***** Data supplied

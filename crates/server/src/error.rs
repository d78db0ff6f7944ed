use axum::http::StatusCode;
use axum::response::{IntoResponse, Response};
use chatrouter_core::RouterError;
use thiserror::Error;

/// Errors that can occur while running the chatrouter server, spanning
/// startup/config failures and the ones surfaced back through the HTTP API.
#[derive(Debug, Error)]
pub enum ServerError {
    #[error("configuration error: {0}")]
    Config(String),

    #[error("io error: {0}")]
    Io(#[from] std::io::Error),

    #[error("gateway error: {0}")]
    Gateway(#[from] chatrouter_gateway::GatewayError),

    #[error("adapter error: {0}")]
    Adapter(#[from] chatrouter_adapter::AdapterError),

    #[error(transparent)]
    Router(#[from] RouterError),

    #[error("malformed request body: {0}")]
    BadRequest(String),
}

impl IntoResponse for ServerError {
    fn into_response(self) -> Response {
        let (status, message, retry_after) = match &self {
            Self::BadRequest(msg) => (StatusCode::BAD_REQUEST, msg.clone(), None),
            Self::Config(msg) => (StatusCode::INTERNAL_SERVER_ERROR, msg.clone(), None),
            Self::Io(e) => (StatusCode::INTERNAL_SERVER_ERROR, e.to_string(), None),
            Self::Gateway(e) => (StatusCode::INTERNAL_SERVER_ERROR, e.to_string(), None),
            Self::Adapter(e) => (StatusCode::BAD_GATEWAY, e.to_string(), None),
            Self::Router(e) => router_error_response(e),
        };

        let body = if let Some(retry) = retry_after {
            serde_json::json!({ "error": message, "retry_after": retry })
        } else {
            serde_json::json!({ "error": message })
        };

        let mut response = (status, axum::Json(body)).into_response();
        if let Some(retry) = retry_after {
            response
                .headers_mut()
                .insert(axum::http::header::RETRY_AFTER, retry.into());
        }
        response
    }
}

/// Map the shared `RouterError` taxonomy onto HTTP status codes (spec.md
/// §7): input errors are 4xx the caller can fix, policy/backpressure map to
/// 429, everything else is an internal failure.
fn router_error_response(err: &RouterError) -> (StatusCode, String, Option<u64>) {
    match err {
        RouterError::MalformedEvent(msg) => (StatusCode::BAD_REQUEST, msg.clone(), None),
        RouterError::UnknownCommunity(id) => {
            (StatusCode::NOT_FOUND, format!("unknown community: {id}"), None)
        }
        RouterError::InvalidScopeEnvelope(msg) => (StatusCode::BAD_REQUEST, msg.clone(), None),
        RouterError::PermissionDenied { module } => (
            StatusCode::FORBIDDEN,
            format!("permission denied for module {module}"),
            None,
        ),
        RouterError::RateLimited { bucket_id } => (
            StatusCode::TOO_MANY_REQUESTS,
            format!("rate limited on bucket {bucket_id}"),
            Some(1),
        ),
        RouterError::CircuitOpen { adapter } => (
            StatusCode::SERVICE_UNAVAILABLE,
            format!("circuit open for adapter {adapter}"),
            Some(5),
        ),
        RouterError::Backpressure => (
            StatusCode::TOO_MANY_REQUESTS,
            "server at capacity, try again shortly".to_owned(),
            Some(1),
        ),
        RouterError::DeadlineExceeded => {
            (StatusCode::GATEWAY_TIMEOUT, err.to_string(), None)
        }
        RouterError::AuditUnavailable | RouterError::StoreUnavailable => {
            (StatusCode::SERVICE_UNAVAILABLE, err.to_string(), Some(1))
        }
        _ => (StatusCode::INTERNAL_SERVER_ERROR, err.to_string(), None),
    }
}
use std::time::Duration;

use chatrouter_adapter::{Adapter, AdapterError, AdapterHealthCounters, AdapterHealthSnapshot};
use chatrouter_core::{AdapterPayload, EventContext, ExecuteRequest, ExecuteResponse};
use reqwest::Client;
use tracing::debug;

/// Default timeout for the `OpenWhisk` variant (spec.md §4.7: "30 s").
pub const DEFAULT_TIMEOUT: Duration = Duration::from_secs(30);

#[derive(Clone)]
pub struct OpenWhiskConfig {
    /// Base URL of the `OpenWhisk` API host, e.g. `https://openwhisk.example.com`.
    pub api_host: String,
    pub namespace: String,
    pub action_name: String,
    pub username: String,
    pub password: String,
    pub timeout: Duration,
}

impl std::fmt::Debug for OpenWhiskConfig {
    fn fmt(&self, f: &mut std::fmt::Formatter<'_>) -> std::fmt::Result {
        f.debug_struct("OpenWhiskConfig")
            .field("api_host", &self.api_host)
            .field("namespace", &self.namespace)
            .field("action_name", &self.action_name)
            .field("username", &self.username)
            .field("password", &"[REDACTED]")
            .field("timeout", &self.timeout)
            .finish()
    }
}

impl OpenWhiskConfig {
    #[must_use]
    pub fn new(
        api_host: impl Into<String>,
        namespace: impl Into<String>,
        action_name: impl Into<String>,
        username: impl Into<String>,
        password: impl Into<String>,
    ) -> Self {
        Self {
            api_host: api_host.into(),
            namespace: namespace.into(),
            action_name: action_name.into(),
            username: username.into(),
            password: password.into(),
            timeout: DEFAULT_TIMEOUT,
        }
    }

    fn invoke_url(&self) -> String {
        format!(
            "{}/api/v1/namespaces/{}/actions/{}?blocking=true&result=true",
            self.api_host.trim_end_matches('/'),
            self.namespace,
            self.action_name
        )
    }
}

/// Adapter variant that invokes an `OpenWhisk` action over its REST API
/// with HTTP basic auth (spec.md §4.7 `OpenWhisk` row).
pub struct OpenWhiskAdapter {
    name: String,
    config: OpenWhiskConfig,
    client: Client,
    counters: AdapterHealthCounters,
}

impl OpenWhiskAdapter {
    pub fn new(name: impl Into<String>, config: OpenWhiskConfig) -> Result<Self, AdapterError> {
        let client = Client::builder()
            .timeout(config.timeout)
            .build()
            .map_err(|e| AdapterError::Configuration(format!("failed to build HTTP client: {e}")))?;
        Ok(Self {
            name: name.into(),
            config,
            client,
            counters: AdapterHealthCounters::default(),
        })
    }

    #[must_use]
    pub fn health_snapshot(&self) -> AdapterHealthSnapshot {
        self.counters.snapshot(self.name.clone())
    }
}

impl Adapter for OpenWhiskAdapter {
    fn name(&self) -> &str {
        &self.name
    }

    async fn execute(
        &self,
        request: &ExecuteRequest,
        _ctx: &EventContext,
    ) -> Result<ExecuteResponse, AdapterError> {
        let payload = AdapterPayload::from(request);

        debug!(action = %self.config.action_name, "invoking OpenWhisk adapter");

        let response = self
            .client
            .post(self.config.invoke_url())
            .basic_auth(&self.config.username, Some(&self.config.password))
            .json(&payload)
            .send()
            .await
            .map_err(|e| {
                if e.is_timeout() {
                    AdapterError::Timeout
                } else {
                    AdapterError::Connection(e.to_string())
                }
            })?;

        let status = response.status().as_u16();
        if !(200..300).contains(&status) {
            self.counters.record_failure(format!("http {status}"));
            return Err(AdapterError::Http(status));
        }

        let body: serde_json::Value = response
            .json()
            .await
            .map_err(|e| AdapterError::Serialization(e.to_string()))?;
        let parsed: ExecuteResponse =
            serde_json::from_value(body).map_err(|e| AdapterError::Serialization(e.to_string()))?;

        if parsed.success {
            self.counters.record_success();
        } else {
            self.counters.record_failure("adapter reported failure");
        }
        Ok(parsed)
    }

    fn health_snapshot(&self) -> Option<AdapterHealthSnapshot> {
        Some(self.health_snapshot())
    }

    async fn health_check(&self) -> Result<(), AdapterError> {
        self.client
            .get(format!(
                "{}/api/v1/namespaces/{}",
                self.config.api_host.trim_end_matches('/'),
                self.config.namespace
            ))
            .basic_auth(&self.config.username, Some(&self.config.password))
            .send()
            .await
            .map(|_| ())
            .map_err(|e| AdapterError::Connection(e.to_string()))
    }
}

#[cfg(test)]
mod tests {
    use super::*;

    #[test]
    fn invoke_url_is_blocking_and_result_mode() {
        let config = OpenWhiskConfig::new(
            "https://openwhisk.example.com",
            "guest",
            "hello",
            "user",
            "pass",
        );
        assert_eq!(
            config.invoke_url(),
            "https://openwhisk.example.com/api/v1/namespaces/guest/actions/hello?blocking=true&result=true"
        );
    }

    #[test]
    fn debug_redacts_password() {
        let config = OpenWhiskConfig::new("https://host", "ns", "action", "user", "s3cret");
        let debug = format!("{config:?}");
        assert!(debug.contains("[REDACTED]"));
        assert!(!debug.contains("s3cret"));
    }
}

**********

== Activity ==
Look above for the line with "denied for module" and the line with "pub struct OpenWhiskConfig". Write out those two lines and all the lines between them, exactly, and no others.

== Solution for this task ==
            format!("permission denied for module {module}"),
            None,
        ),
        RouterError::RateLimited { bucket_id } => (
            StatusCode::TOO_MANY_REQUESTS,
            format!("rate limited on bucket {bucket_id}"),
            Some(1),
        ),
        RouterError::CircuitOpen { adapter } => (
            StatusCode::SERVICE_UNAVAILABLE,
            format!("circuit open for adapter {adapter}"),
            Some(5),
        ),
        RouterError::Backpressure => (
            StatusCode::TOO_MANY_REQUESTS,
            "server at capacity, try again shortly".to_owned(),
            Some(1),
        ),
        RouterError::DeadlineExceeded => {
            (StatusCode::GATEWAY_TIMEOUT, err.to_string(), None)
        }
        RouterError::AuditUnavailable | RouterError::StoreUnavailable => {
            (StatusCode::SERVICE_UNAVAILABLE, err.to_string(), Some(1))
        }
        _ => (StatusCode::INTERNAL_SERVER_ERROR, err.to_string(), None),
    }
}
use std::time::Duration;

use chatrouter_adapter::{Adapter, AdapterError, AdapterHealthCounters, AdapterHealthSnapshot};
use chatrouter_core::{AdapterPayload, EventContext, ExecuteRequest, ExecuteResponse};
use reqwest::Client;
use tracing::debug;

/// Default timeout for the `OpenWhisk` variant (spec.md §4.7: "30 s").
pub const DEFAULT_TIMEOUT: Duration = Duration::from_secs(30);

#[derive(Clone)]
pub struct OpenWhiskConfig {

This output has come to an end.